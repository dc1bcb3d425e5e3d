//! # Sources Configuration
//!
//! A sources file lists descriptor providers in the order they should be
//! consulted. It lets a deployment put an override directory in front of the
//! bundled data without code changes:
//!
//! ```yaml
//! sources:
//!   - filesystem: ./overrides
//!   - manifest:
//!       dir: ./data
//!       manifest: ./data/manifest.json   # optional
//! ```
//!
//! - **`filesystem`**: a [`FilesystemProvider`] over the directory; `latest`
//!   is found by scanning file names.
//! - **`manifest`**: a [`ManifestProvider`] over `dir`, resolving aliases
//!   through `manifest` (default `<dir>/manifest.json`).
//!
//! Relative paths are resolved against the directory holding the sources
//! file when loaded with [`from_file`], or against the base passed to
//! [`SourcesConfig::build_provider`].

use crate::defaults;
use crate::error::{Error, Result};
use crate::manifest::ManifestStore;
use crate::provider::{ChainProvider, FilesystemProvider, ManifestProvider};
use serde::{Deserialize, Serialize};
use std::path::{Path, PathBuf};

/// Manifest source configuration
#[derive(Debug, Clone, PartialEq, Eq, Serialize, Deserialize)]
pub struct ManifestSource {
    /// Directory holding the descriptor files.
    pub dir: PathBuf,
    /// Manifest file. Defaults to `manifest.json` inside `dir`.
    #[serde(default, skip_serializing_if = "Option::is_none")]
    pub manifest: Option<PathBuf>,
}

/// One entry in the `sources` list
#[derive(Debug, Clone, PartialEq, Eq, Serialize, Deserialize)]
#[serde(untagged)]
pub enum Source {
    /// Scan a directory directly.
    Filesystem { filesystem: PathBuf },
    /// Resolve through a manifest.
    Manifest { manifest: ManifestSource },
}

/// The whole sources file
#[derive(Debug, Clone, PartialEq, Eq, Serialize, Deserialize)]
pub struct SourcesConfig {
    /// Providers, in lookup order
    pub sources: Vec<Source>,
    /// Directory relative paths are resolved against
    #[serde(skip)]
    pub base_dir: Option<PathBuf>,
}

impl SourcesConfig {
    /// Build the provider chain described by this configuration.
    ///
    /// Filesystem sources fail here if their directory is missing, and
    /// manifest sources fail if their manifest cannot be loaded. Manifests
    /// are read on every call, so build the chain once and keep it.
    pub fn build_provider(&self) -> Result<ChainProvider> {
        let base = self.base_dir.as_deref().unwrap_or_else(|| Path::new("."));
        let mut chain = ChainProvider::new();

        for source in &self.sources {
            match source {
                Source::Filesystem { filesystem } => {
                    chain.push(FilesystemProvider::new(resolve_path(base, filesystem))?);
                }
                Source::Manifest { manifest } => {
                    let dir = resolve_path(base, &manifest.dir);
                    let manifest_path = match &manifest.manifest {
                        Some(path) => resolve_path(base, path),
                        None => defaults::default_manifest_path(&dir),
                    };
                    let store = ManifestStore::new(manifest_path);
                    chain.push(ManifestProvider::from_store(dir, &store)?);
                }
            }
        }

        Ok(chain)
    }
}

fn resolve_path(base: &Path, path: &Path) -> PathBuf {
    if path.is_absolute() {
        path.to_path_buf()
    } else {
        base.join(path)
    }
}

/// Parse a sources configuration from YAML.
pub fn parse(yaml_content: &str) -> Result<SourcesConfig> {
    let config: SourcesConfig = serde_yaml::from_str(yaml_content)?;
    if config.sources.is_empty() {
        return Err(Error::Config {
            message: "No sources configured".to_string(),
            hint: Some("Add at least one 'filesystem' or 'manifest' entry under 'sources:'".to_string()),
        });
    }
    Ok(config)
}

/// Load a sources configuration file, resolving relative paths against its
/// directory.
pub fn from_file<P: AsRef<Path>>(path: P) -> Result<SourcesConfig> {
    let path = path.as_ref();
    let content = std::fs::read_to_string(path).map_err(Error::Io)?;
    let mut config = parse(&content)?;
    config.base_dir = Some(
        path.parent()
            .map(Path::to_path_buf)
            .unwrap_or_else(|| PathBuf::from(".")),
    );
    Ok(config)
}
++++++++++++++++++++
◆ **Task instructions**:
Find the word "through" in the records, and report each line that has it.

◆ **Output below**:
//!   through `manifest` (default `<dir>/manifest.json`).
    /// Resolve through a manifest.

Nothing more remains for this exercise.